Diba Nwegbo

Personal information
- Full name: Patrick Nwegbo
- Date of birth: 1 January 2002 (age 24)
- Place of birth: Acworth, Georgia, United States
- Height: 1.80 m (5 ft 11 in)
- Position(s): Winger; forward;

Youth career
- 2017–2018: Smyrna Soccer Club
- 2018–2019: Alabama FC

College career
- Years: Team / Apps / (Gls)
- 2019–2022: William & Mary Tribe / 57 / (9)

Senior career*
- Years: Team / Apps / (Gls)
- 2021: Southern Soccer Academy Kings / 9 / (0)
- 2022: Vermont Green / 10 / (9)
- 2023–2024: Birmingham Legion / 54 / (5)

International career
- 2018–2019: Nigeria U17

= Diba Nwegbo =

Nigerian footballer

Patrick "Diba" Nwegbo (born 1 January 2002) is a footballer who plays as a forward. Born in the United States, he has represented Nigeria at youth level.

==Career==
===Youth and college===
Nwegbo was born in the Acworth, Georgia to Nigerian parents. He attended North Cobb High School, where he was named to the Region 3-AAAAA Team of the Year in 2018 after scoring 21 goals and tallying six assists, making him the top goal scorer in the region. He also played club soccer with Smyrna Soccer Club between 2017 and 2018, then Alabama FC in 2018 to 2019. Nwegbo was invited to 2018 ECNL National Training Camp as well as with receiving a call up to the Nigeria national under-17 football team.

In 2019, Nwegbo attended the College of William & Mary to play college soccer. In four seasons with the Tribe, Nwegbo made 57 appearances, scoring nine goals and adding 17 assists. In 2021, he was named Second Team All-CAA and Second Team VaSID All-State.

While at college, Nwegbo competed in the USL League Two. He spent 2021 with Southern Soccer Academy Kings, and 2022 with Vermont Green, where he scored nine goals in 12 appearances.

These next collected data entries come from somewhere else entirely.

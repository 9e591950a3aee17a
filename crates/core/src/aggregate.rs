//! Aggregate state contract for event-sourced domain models.

use crate::error::{DomainError, DomainResult};
use crate::event::DomainEvent;
use crate::id::AggregateId;

/// State owned by one event-sourced aggregate type.
///
/// This is intentionally small so domain modules only describe *what* their
/// state looks like; all mutation flows through the pipeline kernel's
/// `apply`, which dispatches to the handlers registered for the type.
pub trait AggregateState: core::fmt::Debug + Send + 'static {
    /// Closed event set for this aggregate type.
    type Event: DomainEvent;

    /// Stable aggregate type name, used in errors and logs.
    fn aggregate_type() -> &'static str;

    /// Current identity.
    ///
    /// `None` until a creational event has established it.
    fn id(&self) -> Option<AggregateId>;
}

/// Optimistic concurrency expectation for an aggregate.
///
/// The kernel itself performs no storage; this is the check a persistence
/// collaborator runs against the aggregate's version before committing a
/// unit of work.
#[derive(Debug, Copy, Clone, PartialEq, Eq)]
pub enum ExpectedVersion {
    /// Skip version checking (useful for idempotent operations, migrations, etc.).
    Any,
    /// Require the aggregate to be at an exact version.
    Exact(u64),
}

impl ExpectedVersion {
    pub fn matches(self, actual: u64) -> bool {
        match self {
            ExpectedVersion::Any => true,
            ExpectedVersion::Exact(v) => v == actual,
        }
    }

    pub fn check(self, actual: u64) -> DomainResult<()> {
        if self.matches(actual) {
            Ok(())
        } else {
            Err(DomainError::conflict(format!(
                "optimistic concurrency check failed (expected: {self:?}, actual: {actual})"
            )))
        }
    }
}
//! Value object trait: equality by value, not identity.

/// Marker trait for value objects.
///
/// Value objects are **immutable** and **compared by value** - two value
/// objects with the same attribute values are the same value. To "modify"
/// one, build a new one. Contrast with [`Entity`](crate::Entity), which is
/// identified by its id regardless of attribute values.
pub trait ValueObject: Clone + PartialEq + core::fmt::Debug {}
//! Strongly-typed identifiers used across the domain.

use core::str::FromStr;
use serde::{Deserialize, Serialize};
use uuid::Uuid;

use crate::error::DomainError;

/// Identifier of an aggregate root.
///
/// Domain crates are expected to wrap this in their own newtypes
/// (e.g. `CatalogId`, `CustomerId`) for compile-time separation.
#[derive(Debug, Copy, Clone, PartialEq, Eq, Hash, Serialize, Deserialize)]
#[serde(transparent)]
pub struct AggregateId(Uuid);

impl AggregateId {
    /// Create a new identifier.
    ///
    /// Uses UUIDv7 (time-ordered). Prefer passing IDs explicitly in tests
    /// for determinism.
    pub fn new() -> Self {
        Self(Uuid::now_v7())
    }

    pub fn from_uuid(uuid: Uuid) -> Self {
        Self(uuid)
    }

    pub fn as_uuid(&self) -> &Uuid {
        &self.0
    }
}

impl Default for AggregateId {
    fn default() -> Self {
        Self::new()
    }
}

impl core::fmt::Display for AggregateId {
    fn fmt(&self, f: &mut core::fmt::Formatter<'_>) -> core::fmt::Result {
        core::fmt::Display::fmt(&self.0, f)
    }
}

impl From<Uuid> for AggregateId {
    fn from(value: Uuid) -> Self {
        Self(value)
    }
}

impl From<AggregateId> for Uuid {
    fn from(value: AggregateId) -> Self {
        value.0
    }
}

impl FromStr for AggregateId {
    type Err = DomainError;

    fn from_str(s: &str) -> Result<Self, Self::Err> {
        let uuid = Uuid::from_str(s)
            .map_err(|e| DomainError::invalid_id(format!("AggregateId: {e}")))?;
        Ok(Self(uuid))
    }
}

#[cfg(test)]
mod tests {
    use super::*;

    #[test]
    fn parses_canonical_uuid() {
        let id: AggregateId = "0188a8f0-1234-7abc-8def-0123456789ab".parse().unwrap();
        assert_eq!(id.to_string(), "0188a8f0-1234-7abc-8def-0123456789ab");
    }

    #[test]
    fn rejects_garbage() {
        let err = "not-a-uuid".parse::<AggregateId>().unwrap_err();
        assert!(matches!(err, DomainError::InvalidId(_)));
    }

    #[test]
    fn uuid_round_trip() {
        let id = AggregateId::new();
        let uuid: uuid::Uuid = id.into();
        assert_eq!(AggregateId::from(uuid), id);
    }
}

Following college, Nwegbo entered the 2023 MLS SuperDraft, but went undrafted.

===Birmingham Legion===
On 9 March 2023, Nwegbo signed with USL Championship side Birmingham Legion. He made his professional debut on 11 March 2023, starting in a 1–1 draw with Pittsburgh Riverhounds. He left Birmingham following their 2024 season.